use std::io::{self, Cursor, Read};

use byteorder::{BigEndian, ReadBytesExt};

use crate::{ClassFileError, ConstantKind, ConstantPool, Result};

type Endian = BigEndian;

/// The state needed to decode one constant: the pool to resolve indices against, and where to
/// read the constant's bytes from.
///
/// Without a slice, bytes come straight from the pool's stream; this is how constants are read,
/// and nothing is looked up in the pool then. A slice holds the isolated body of a bounded
/// constant being resolved, and reading past its end is a malformed constant rather than an I/O
/// error.
pub(crate) struct ParsingContext<'p, R> {
    pool: &'p mut ConstantPool<R>,
    slice: Option<Cursor<Vec<u8>>>,
    index: u16,
    kind: ConstantKind,
}
impl<'p, R: Read> ParsingContext<'p, R> {
    pub(crate) fn new(pool: &'p mut ConstantPool<R>, index: u16, kind: ConstantKind) -> Self {
        Self {
            pool,
            slice: None,
            index,
            kind,
        }
    }

    /// A context confined to the isolated body of a bounded constant.
    pub(crate) fn isolated(
        pool: &'p mut ConstantPool<R>,
        index: u16,
        kind: ConstantKind,
        body: Vec<u8>,
    ) -> Self {
        Self {
            pool,
            slice: Some(Cursor::new(body)),
            index,
            kind,
        }
    }

    /// Reads exactly `length` bytes, the body of a bounded constant.
    pub(crate) fn isolate(&mut self, length: usize) -> Result<Vec<u8>> {
        let mut body = vec![0u8; length];
        self.read_exact(&mut body).map_err(|e| match e.kind() {
            io::ErrorKind::UnexpectedEof => ClassFileError::TruncatedConstant {
                index: self.index,
                kind: self.kind,
            },
            _ => e.into(),
        })?;

        Ok(body)
    }

    /// Ensures an isolated body was consumed completely.
    pub(crate) fn finish(self) -> Result<()> {
        match &self.slice {
            Some(slice) if (slice.position() as usize) < slice.get_ref().len() => {
                Err(self.malformed())
            }
            _ => Ok(()),
        }
    }

    pub(crate) fn pool(&mut self) -> &mut ConstantPool<R> {
        &mut *self.pool
    }

    pub(crate) fn index(&self) -> u16 {
        self.index
    }

    pub(crate) fn read_u8(&mut self) -> Result<u8> {
        self.read_with(|r| ReadBytesExt::read_u8(r))
    }

    pub(crate) fn read_u16(&mut self) -> Result<u16> {
        self.read_with(|r| ReadBytesExt::read_u16::<Endian>(r))
    }

    pub(crate) fn read_i32(&mut self) -> Result<i32> {
        self.read_with(|r| ReadBytesExt::read_i32::<Endian>(r))
    }

    pub(crate) fn read_f32(&mut self) -> Result<f32> {
        self.read_with(|r| ReadBytesExt::read_f32::<Endian>(r))
    }

    pub(crate) fn read_i64(&mut self) -> Result<i64> {
        self.read_with(|r| ReadBytesExt::read_i64::<Endian>(r))
    }

    pub(crate) fn read_f64(&mut self) -> Result<f64> {
        self.read_with(|r| ReadBytesExt::read_f64::<Endian>(r))
    }

    pub(crate) fn read_bytes(&mut self, length: usize) -> Result<Vec<u8>> {
        let mut bytes = vec![0u8; length];
        self.read_with(|r| r.read_exact(&mut bytes))?;
        Ok(bytes)
    }

    fn read_with<T>(&mut self, f: impl FnOnce(&mut Self) -> io::Result<T>) -> Result<T> {
        f(self).map_err(|e| match e.kind() {
            io::ErrorKind::UnexpectedEof if self.slice.is_some() => self.malformed(),
            _ => e.into(),
        })
    }

    fn malformed(&self) -> ClassFileError {
        ClassFileError::MalformedConstant {
            index: self.index,
            kind: self.kind,
        }
    }
}

impl<R: Read> Read for ParsingContext<'_, R> {
    fn read(&mut self, buf: &mut [u8]) -> io::Result<usize> {
        match &mut self.slice {
            Some(slice) => slice.read(buf),
            None => match self.pool.reader.as_mut() {
                Some(reader) => reader.read(buf),
                None => Err(io::Error::new(
                    io::ErrorKind::Other,
                    "constant pool stream already released",
                )),
            },
        }
    }
}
* * * *
**WHAT THIS TASK INVOLVES**
Lines containing the string "from" above: how many are there? Answer with the number only.

**ANSWER AREA**
2